WHAT IS EXPECTED ▸ Please retype the records that appear below, exactly and in full.

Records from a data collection
[Start of Attachment]
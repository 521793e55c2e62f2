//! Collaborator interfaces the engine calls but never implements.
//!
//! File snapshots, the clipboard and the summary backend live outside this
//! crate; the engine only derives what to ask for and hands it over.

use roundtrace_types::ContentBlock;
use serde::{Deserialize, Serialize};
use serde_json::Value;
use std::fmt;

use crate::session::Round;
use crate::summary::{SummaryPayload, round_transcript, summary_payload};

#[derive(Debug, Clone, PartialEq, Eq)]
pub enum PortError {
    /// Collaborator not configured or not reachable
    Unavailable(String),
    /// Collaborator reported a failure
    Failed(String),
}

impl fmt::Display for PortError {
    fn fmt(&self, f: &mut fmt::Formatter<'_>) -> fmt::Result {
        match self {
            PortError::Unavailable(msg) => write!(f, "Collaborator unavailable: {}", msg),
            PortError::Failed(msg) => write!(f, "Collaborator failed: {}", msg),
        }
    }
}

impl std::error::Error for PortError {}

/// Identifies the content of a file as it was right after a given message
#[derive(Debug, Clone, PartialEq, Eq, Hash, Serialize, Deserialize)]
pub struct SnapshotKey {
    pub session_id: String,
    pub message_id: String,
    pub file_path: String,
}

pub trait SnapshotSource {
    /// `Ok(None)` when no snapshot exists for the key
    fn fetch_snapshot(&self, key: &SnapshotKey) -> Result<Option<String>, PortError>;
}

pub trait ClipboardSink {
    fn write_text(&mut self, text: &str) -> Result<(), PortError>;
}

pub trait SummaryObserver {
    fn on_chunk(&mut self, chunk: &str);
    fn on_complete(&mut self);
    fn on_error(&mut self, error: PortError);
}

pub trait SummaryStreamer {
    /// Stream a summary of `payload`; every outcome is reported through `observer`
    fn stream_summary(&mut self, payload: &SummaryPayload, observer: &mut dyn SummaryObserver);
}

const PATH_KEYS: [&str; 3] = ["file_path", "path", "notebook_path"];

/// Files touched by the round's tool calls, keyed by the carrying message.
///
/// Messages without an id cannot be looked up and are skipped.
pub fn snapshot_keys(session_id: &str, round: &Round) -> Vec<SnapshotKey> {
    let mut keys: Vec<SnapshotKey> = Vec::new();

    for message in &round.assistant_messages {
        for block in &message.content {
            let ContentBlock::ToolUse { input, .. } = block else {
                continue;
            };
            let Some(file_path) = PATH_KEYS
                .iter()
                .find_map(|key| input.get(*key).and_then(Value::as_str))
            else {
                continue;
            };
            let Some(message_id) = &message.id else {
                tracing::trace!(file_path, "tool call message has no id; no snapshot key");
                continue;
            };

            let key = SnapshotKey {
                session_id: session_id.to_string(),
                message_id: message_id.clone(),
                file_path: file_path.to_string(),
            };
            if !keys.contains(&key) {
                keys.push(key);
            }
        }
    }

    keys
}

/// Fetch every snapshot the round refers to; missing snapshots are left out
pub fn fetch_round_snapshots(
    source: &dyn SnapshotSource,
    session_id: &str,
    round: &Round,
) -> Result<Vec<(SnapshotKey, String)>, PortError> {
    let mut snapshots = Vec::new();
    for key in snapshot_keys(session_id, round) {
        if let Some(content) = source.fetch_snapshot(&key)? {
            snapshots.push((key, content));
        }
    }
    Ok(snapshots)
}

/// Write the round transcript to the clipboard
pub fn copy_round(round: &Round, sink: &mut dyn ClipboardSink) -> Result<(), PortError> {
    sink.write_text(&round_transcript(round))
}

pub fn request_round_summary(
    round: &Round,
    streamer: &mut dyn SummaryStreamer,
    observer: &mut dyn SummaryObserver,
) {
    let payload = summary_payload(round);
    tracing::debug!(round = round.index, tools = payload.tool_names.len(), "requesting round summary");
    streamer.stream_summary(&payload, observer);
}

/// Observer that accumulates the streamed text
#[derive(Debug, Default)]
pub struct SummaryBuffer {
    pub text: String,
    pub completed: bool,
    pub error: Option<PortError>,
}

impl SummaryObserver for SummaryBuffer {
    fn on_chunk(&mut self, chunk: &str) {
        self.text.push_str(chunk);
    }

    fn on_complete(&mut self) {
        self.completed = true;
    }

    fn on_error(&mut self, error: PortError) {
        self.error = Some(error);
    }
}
[End of Attachment]
RESPONSE ▸
repository 521793e55c2e62f2
//! Collaborator interfaces the engine calls but never implements.
//!
//! File snapshots, the clipboard and the summary backend live outside this
//! crate; the engine only derives what to ask for and hands it over.

use roundtrace_types::ContentBlock;
use serde::{Deserialize, Serialize};
use serde_json::Value;
use std::fmt;

use crate::session::Round;
use crate::summary::{SummaryPayload, round_transcript, summary_payload};

#[derive(Debug, Clone, PartialEq, Eq)]
pub enum PortError {
    /// Collaborator not configured or not reachable
    Unavailable(String),
    /// Collaborator reported a failure
    Failed(String),
}

impl fmt::Display for PortError {
    fn fmt(&self, f: &mut fmt::Formatter<'_>) -> fmt::Result {
        match self {
            PortError::Unavailable(msg) => write!(f, "Collaborator unavailable: {}", msg),
            PortError::Failed(msg) => write!(f, "Collaborator failed: {}", msg),
        }
    }
}

impl std::error::Error for PortError {}

/// Identifies the content of a file as it was right after a given message
#[derive(Debug, Clone, PartialEq, Eq, Hash, Serialize, Deserialize)]
pub struct SnapshotKey {
    pub session_id: String,
    pub message_id: String,
    pub file_path: String,
}

pub trait SnapshotSource {
    /// `Ok(None)` when no snapshot exists for the key
    fn fetch_snapshot(&self, key: &SnapshotKey) -> Result<Option<String>, PortError>;
}

pub trait ClipboardSink {
    fn write_text(&mut self, text: &str) -> Result<(), PortError>;
}

pub trait SummaryObserver {
    fn on_chunk(&mut self, chunk: &str);
    fn on_complete(&mut self);
    fn on_error(&mut self, error: PortError);
}

pub trait SummaryStreamer {
    /// Stream a summary of `payload`; every outcome is reported through `observer`
    fn stream_summary(&mut self, payload: &SummaryPayload, observer: &mut dyn SummaryObserver);
}

const PATH_KEYS: [&str; 3] = ["file_path", "path", "notebook_path"];

/// Files touched by the round's tool calls, keyed by the carrying message.
///
/// Messages without an id cannot be looked up and are skipped.
pub fn snapshot_keys(session_id: &str, round: &Round) -> Vec<SnapshotKey> {
    let mut keys: Vec<SnapshotKey> = Vec::new();

    for message in &round.assistant_messages {
        for block in &message.content {
            let ContentBlock::ToolUse { input, .. } = block else {
                continue;
            };
            let Some(file_path) = PATH_KEYS
                .iter()
                .find_map(|key| input.get(*key).and_then(Value::as_str))
            else {
                continue;
            };
            let Some(message_id) = &message.id else {
                tracing::trace!(file_path, "tool call message has no id; no snapshot key");
                continue;
            };

            let key = SnapshotKey {
                session_id: session_id.to_string(),
                message_id: message_id.clone(),
                file_path: file_path.to_string(),
            };
            if !keys.contains(&key) {
                keys.push(key);
            }
        }
    }

    keys
}

/// Fetch every snapshot the round refers to; missing snapshots are left out
pub fn fetch_round_snapshots(
    source: &dyn SnapshotSource,
    session_id: &str,
    round: &Round,
) -> Result<Vec<(SnapshotKey, String)>, PortError> {
    let mut snapshots = Vec::new();
    for key in snapshot_keys(session_id, round) {
        if let Some(content) = source.fetch_snapshot(&key)? {
            snapshots.push((key, content));
        }
    }
    Ok(snapshots)
}

/// Write the round transcript to the clipboard
pub fn copy_round(round: &Round, sink: &mut dyn ClipboardSink) -> Result<(), PortError> {
    sink.write_text(&round_transcript(round))
}

pub fn request_round_summary(
    round: &Round,
    streamer: &mut dyn SummaryStreamer,
    observer: &mut dyn SummaryObserver,
) {
    let payload = summary_payload(round);
    tracing::debug!(round = round.index, tools = payload.tool_names.len(), "requesting round summary");
    streamer.stream_summary(&payload, observer);
}

/// Observer that accumulates the streamed text
#[derive(Debug, Default)]
pub struct SummaryBuffer {
    pub text: String,
    pub completed: bool,
    pub error: Option<PortError>,
}

impl SummaryObserver for SummaryBuffer {
    fn on_chunk(&mut self, chunk: &str) {
        self.text.push_str(chunk);
    }

    fn on_complete(&mut self) {
        self.completed = true;
    }

    fn on_error(&mut self, error: PortError) {
        self.error = Some(error);
    }
}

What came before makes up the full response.